(Stored data entries)
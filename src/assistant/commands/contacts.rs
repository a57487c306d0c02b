use super::format::{contact_block, contact_blocks, ContactField};
use super::{CmdResult, Context};
use crate::address_book::AddressBook;
use crate::error::{AssistantError, Result};
use crate::fields::{Address, FieldPolicy};
use crate::input::Command;
use crate::record::Record;

/// `add <name> <phone>`: creates the contact if needed and appends the phone.
pub fn add(book: &mut AddressBook, args: &[String], ctx: &Context) -> Result<CmdResult> {
    let [name, phone] = args else {
        return Ok(CmdResult::usage(Command::Add));
    };
    let phone = ctx.policy.phone(phone)?;
    let (record, created) = book.find_or_create(name)?;
    record.add_phone(phone.as_str())?;

    let verb = if created { "created" } else { "updated" };
    Ok(CmdResult::success(format!("Contact {} {}.", record.name(), verb)))
}

/// `change <name> <old_phone> <new_phone>`
pub fn change(book: &mut AddressBook, args: &[String], ctx: &Context) -> Result<CmdResult> {
    let [name, old, new] = args else {
        return Ok(CmdResult::usage(Command::Change));
    };
    let new = ctx.policy.phone(new)?;
    let record = existing_mut(book, name)?;
    let old = stored_phone(record, old, ctx.policy);
    record.edit_phone(&old, new.as_str())?;
    Ok(CmdResult::success(format!(
        "Phone number for {} has been changed.",
        record.name()
    )))
}

pub fn remove_phone(book: &mut AddressBook, args: &[String], ctx: &Context) -> Result<CmdResult> {
    let [name, phone] = args else {
        return Ok(CmdResult::usage(Command::RemovePhone));
    };
    let record = existing_mut(book, name)?;
    let phone = stored_phone(record, phone, ctx.policy);
    record.remove_phone(&phone)?;
    Ok(CmdResult::success(format!(
        "Phone number {} removed from {}.",
        phone,
        record.name()
    )))
}

pub fn phone(book: &AddressBook, args: &[String]) -> Result<CmdResult> {
    let [name] = args else {
        return Ok(CmdResult::usage(Command::Phone));
    };
    let record = existing(book, name)?;
    Ok(CmdResult::info(contact_block(record, &[ContactField::Phones])))
}

pub fn all(book: &AddressBook) -> Result<CmdResult> {
    if book.is_empty() {
        return Ok(CmdResult::info("The contact list is empty."));
    }
    Ok(CmdResult::info(contact_blocks(book.records())))
}

pub fn add_email(book: &mut AddressBook, args: &[String], ctx: &Context) -> Result<CmdResult> {
    let [name, email] = args else {
        return Ok(CmdResult::usage(Command::AddEmail));
    };
    let email = ctx.policy.email(email)?;
    let (record, _) = book.find_or_create(name)?;
    record.add_email(email.as_str())?;
    Ok(CmdResult::success(format!(
        "Email for {} has been added.",
        record.name()
    )))
}

/// `add-address <name> <address...>`: every argument after the name is joined
/// with single spaces.
pub fn add_address(book: &mut AddressBook, args: &[String]) -> Result<CmdResult> {
    let Some((name, rest)) = args.split_first().filter(|(_, rest)| !rest.is_empty()) else {
        return Ok(CmdResult::usage(Command::AddAddress));
    };
    let address = Address::new(&rest.join(" "))?;
    let (record, _) = book.find_or_create(name)?;
    record.add_address(address.as_str())?;
    Ok(CmdResult::success(format!(
        "Address for {} has been added.",
        record.name()
    )))
}

pub fn delete_contact(book: &mut AddressBook, args: &[String]) -> Result<CmdResult> {
    let [name] = args else {
        return Ok(CmdResult::usage(Command::DeleteContact));
    };
    let name = name.trim();
    if !book.delete(name) {
        return Err(AssistantError::ContactNotFound(name.to_string()));
    }
    Ok(CmdResult::success(format!("Contact {} deleted.", name)))
}

pub(super) fn existing<'a>(book: &'a AddressBook, name: &str) -> Result<&'a Record> {
    book.find(name)
        .ok_or_else(|| AssistantError::ContactNotFound(name.to_string()))
}

fn existing_mut<'a>(book: &'a mut AddressBook, name: &str) -> Result<&'a mut Record> {
    book.find_mut(name)
        .ok_or_else(|| AssistantError::ContactNotFound(name.to_string()))
}

// Under the strict policy phones are stored normalized, so `0501234567` has to
// find `+380501234567`. Values stored before strict mode was turned on still
// match as typed.
fn stored_phone(record: &Record, typed: &str, policy: FieldPolicy) -> String {
    if record.find_phone(typed).is_some() {
        return typed.to_string();
    }
    policy
        .phone(typed)
        .map(|p| p.as_str().to_string())
        .unwrap_or_else(|_| typed.to_string())
}
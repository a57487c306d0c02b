use assistant::commands::{CmdMessage, MessageLevel};
use colored::{ColoredString, Colorize};

pub(super) fn print_messages(messages: &[CmdMessage]) {
    for message in messages {
        println!("{}", styled(message));
    }
}

fn styled(message: &CmdMessage) -> ColoredString {
    match message.level {
        MessageLevel::Info => message.content.dimmed(),
        MessageLevel::Success => message.content.green(),
        MessageLevel::Warning => message.content.yellow(),
        MessageLevel::Error => message.content.red(),
    }
}
//! # Command Layer
//!
//! One function per user command. Each takes the raw string arguments, checks
//! their count, calls into the collections and describes the outcome as leveled
//! [`CmdMessage`]s.
//!
//! ## Failure handling
//!
//! - A wrong argument count is not an error: the command returns its usage line as
//!   a warning and touches nothing.
//! - Everything else (bad field values, missing contacts or notes) is returned as
//!   `Err(AssistantError)`. [`crate::api::AssistantApi`] is the single place that
//!   turns those into printable messages.
//!
//! Commands never print and never read the clock; "today" arrives in [`Context`].

use crate::fields::FieldPolicy;
use crate::input::Command;
use chrono::NaiveDate;

pub mod birthdays;
pub mod contacts;
pub mod format;
pub mod general;
pub mod notes;
pub mod search;

/// Ambient inputs shared by contact commands.
#[derive(Debug, Clone, Copy)]
pub struct Context {
    pub policy: FieldPolicy,
    pub today: NaiveDate,
    pub birthday_window: i64,
}

#[derive(Debug, Clone, Copy, PartialEq, Eq)]
pub enum MessageLevel {
    Info,
    Success,
    Warning,
    Error,
}

#[derive(Debug, Clone, PartialEq, Eq)]
pub struct CmdMessage {
    pub level: MessageLevel,
    pub content: String,
}

impl CmdMessage {
    pub fn info(content: impl Into<String>) -> Self {
        Self {
            level: MessageLevel::Info,
            content: content.into(),
        }
    }

    pub fn success(content: impl Into<String>) -> Self {
        Self {
            level: MessageLevel::Success,
            content: content.into(),
        }
    }

    pub fn warning(content: impl Into<String>) -> Self {
        Self {
            level: MessageLevel::Warning,
            content: content.into(),
        }
    }

    pub fn error(content: impl Into<String>) -> Self {
        Self {
            level: MessageLevel::Error,
            content: content.into(),
        }
    }
}

#[derive(Debug, Default, PartialEq, Eq)]
pub struct CmdResult {
    pub messages: Vec<CmdMessage>,
    /// Set by `close`: the caller should checkpoint and stop reading input.
    pub exit: bool,
}

impl CmdResult {
    pub fn add_message(&mut self, message: CmdMessage) {
        self.messages.push(message);
    }

    pub fn with_message(mut self, message: CmdMessage) -> Self {
        self.messages.push(message);
        self
    }

    pub fn info(content: impl Into<String>) -> Self {
        Self::default().with_message(CmdMessage::info(content))
    }

    pub fn success(content: impl Into<String>) -> Self {
        Self::default().with_message(CmdMessage::success(content))
    }

    pub fn warning(content: impl Into<String>) -> Self {
        Self::default().with_message(CmdMessage::warning(content))
    }

    pub fn error(content: impl Into<String>) -> Self {
        Self::default().with_message(CmdMessage::error(content))
    }

    pub fn usage(command: Command) -> Self {
        Self::warning(command.usage())
    }

    /// All message contents joined by newlines, without styling.
    pub fn text(&self) -> String {
        self.messages
            .iter()
            .map(|m| m.content.as_str())
            .collect::<Vec<_>>()
            .join("\n")
    }
}
use super::format::{note_block, note_blocks};
use super::{CmdMessage, CmdResult};
use crate::error::{AssistantError, Result};
use crate::input::Command;
use crate::notebook::Notebook;
use chrono::{DateTime, Utc};

/// `add-note <title> <content...> [#tag...]`
///
/// Trailing `#word` tokens become tags; everything between the title and the
/// first trailing tag is the content.
pub fn add_note(notebook: &mut Notebook, args: &[String]) -> Result<CmdResult> {
    let Some((title, rest)) = args.split_first() else {
        return Ok(CmdResult::usage(Command::AddNote));
    };
    let (content, tags) = split_trailing_tags(rest);
    if content.is_empty() {
        return Ok(CmdResult::usage(Command::AddNote));
    }

    let note = notebook.add(title, &content.join(" "), tags)?;
    Ok(CmdResult::success(format!(
        "Note '{}' added successfully.",
        note.title()
    )))
}

pub fn edit_note(notebook: &mut Notebook, args: &[String]) -> Result<CmdResult> {
    let Some((title, rest)) = args.split_first().filter(|(_, rest)| !rest.is_empty()) else {
        return Ok(CmdResult::usage(Command::EditNote));
    };
    let note = notebook.edit(title, &rest.join(" "))?;
    Ok(CmdResult::success(format!(
        "Note '{}' updated successfully.",
        note.title()
    )))
}

pub fn delete_note(notebook: &mut Notebook, args: &[String]) -> Result<CmdResult> {
    let [title] = args else {
        return Ok(CmdResult::usage(Command::DeleteNote));
    };
    let note = notebook.delete(title)?;
    Ok(CmdResult::success(format!(
        "Note '{}' deleted successfully.",
        note.title()
    )))
}

pub fn show_note(notebook: &Notebook, args: &[String], now: DateTime<Utc>) -> Result<CmdResult> {
    let [title] = args else {
        return Ok(CmdResult::usage(Command::ShowNote));
    };
    let note = notebook
        .get(title)
        .ok_or_else(|| AssistantError::NoteNotFound(title.clone()))?;
    Ok(CmdResult::info(note_block(note, now)))
}

pub fn search_note(notebook: &Notebook, args: &[String], now: DateTime<Utc>) -> Result<CmdResult> {
    let keyword = args.join(" ");
    let keyword = keyword.trim();
    if keyword.is_empty() {
        return Ok(CmdResult::usage(Command::SearchNote));
    }

    let found = notebook.search(keyword);
    if found.is_empty() {
        return Ok(CmdResult::info(format!(
            "No notes found containing '{}'.",
            keyword
        )));
    }
    let mut result = CmdResult::info(format!(
        "Found {} note(s) containing '{}':",
        found.len(),
        keyword
    ));
    result.add_message(CmdMessage::info(note_blocks(found, now)));
    Ok(result)
}

pub fn show_notes(notebook: &Notebook, now: DateTime<Utc>) -> Result<CmdResult> {
    if notebook.is_empty() {
        return Ok(CmdResult::info(
            "No notes found. Add your first note with: add-note <title> <content>",
        ));
    }
    let mut result = CmdResult::info(format!("All Notes ({} total):", notebook.len()));
    result.add_message(CmdMessage::info(note_blocks(notebook.notes(), now)));
    Ok(result)
}

/// `add-tag <title> <tag...>`; a leading `#` on a tag is optional.
pub fn add_tag(notebook: &mut Notebook, args: &[String]) -> Result<CmdResult> {
    let Some((title, tags)) = args.split_first().filter(|(_, tags)| !tags.is_empty()) else {
        return Ok(CmdResult::usage(Command::AddTag));
    };

    let mut added = Vec::new();
    for tag in tags.iter().map(|t| strip_hash(t)) {
        if notebook.add_tag(title, tag)? {
            added.push(tag);
        }
    }
    if added.is_empty() {
        return Ok(CmdResult::warning(format!(
            "Note '{}' already has those tags.",
            title
        )));
    }
    Ok(CmdResult::success(format!(
        "Tagged '{}' with {}.",
        title,
        added.join(", ")
    )))
}

pub fn remove_tag(notebook: &mut Notebook, args: &[String]) -> Result<CmdResult> {
    let [title, tag] = args else {
        return Ok(CmdResult::usage(Command::RemoveTag));
    };
    let tag = strip_hash(tag);
    if !notebook.remove_tag(title, tag)? {
        return Ok(CmdResult::warning(format!(
            "Note '{}' has no tag '{}'.",
            title, tag
        )));
    }
    Ok(CmdResult::success(format!(
        "Removed tag '{}' from '{}'.",
        tag, title
    )))
}

pub fn search_tag(notebook: &Notebook, args: &[String], now: DateTime<Utc>) -> Result<CmdResult> {
    let [tag] = args else {
        return Ok(CmdResult::usage(Command::SearchTag));
    };
    let tag = strip_hash(tag);
    let found = notebook.search_tag(tag);
    if found.is_empty() {
        return Ok(CmdResult::info(format!("No notes tagged '{}'.", tag)));
    }
    Ok(CmdResult::info(note_blocks(found, now)))
}

fn strip_hash(tag: &str) -> &str {
    tag.strip_prefix('#').unwrap_or(tag)
}

fn is_tag_token(token: &str) -> bool {
    token.len() > 1 && token.starts_with('#')
}

fn split_trailing_tags(tokens: &[String]) -> (&[String], Vec<String>) {
    let split = tokens
        .iter()
        .rposition(|t| !is_tag_token(t))
        .map_or(0, |i| i + 1);
    let tags = tokens[split..]
        .iter()
        .map(|t| strip_hash(t).to_string())
        .collect();
    (&tokens[..split], tags)
}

• [Aim of the task] Your job is to copy out every line from the records above that has the word "ColoredString".

• [Answer for the task]
use colored::{ColoredString, Colorize};
fn styled(message: &CmdMessage) -> ColoredString {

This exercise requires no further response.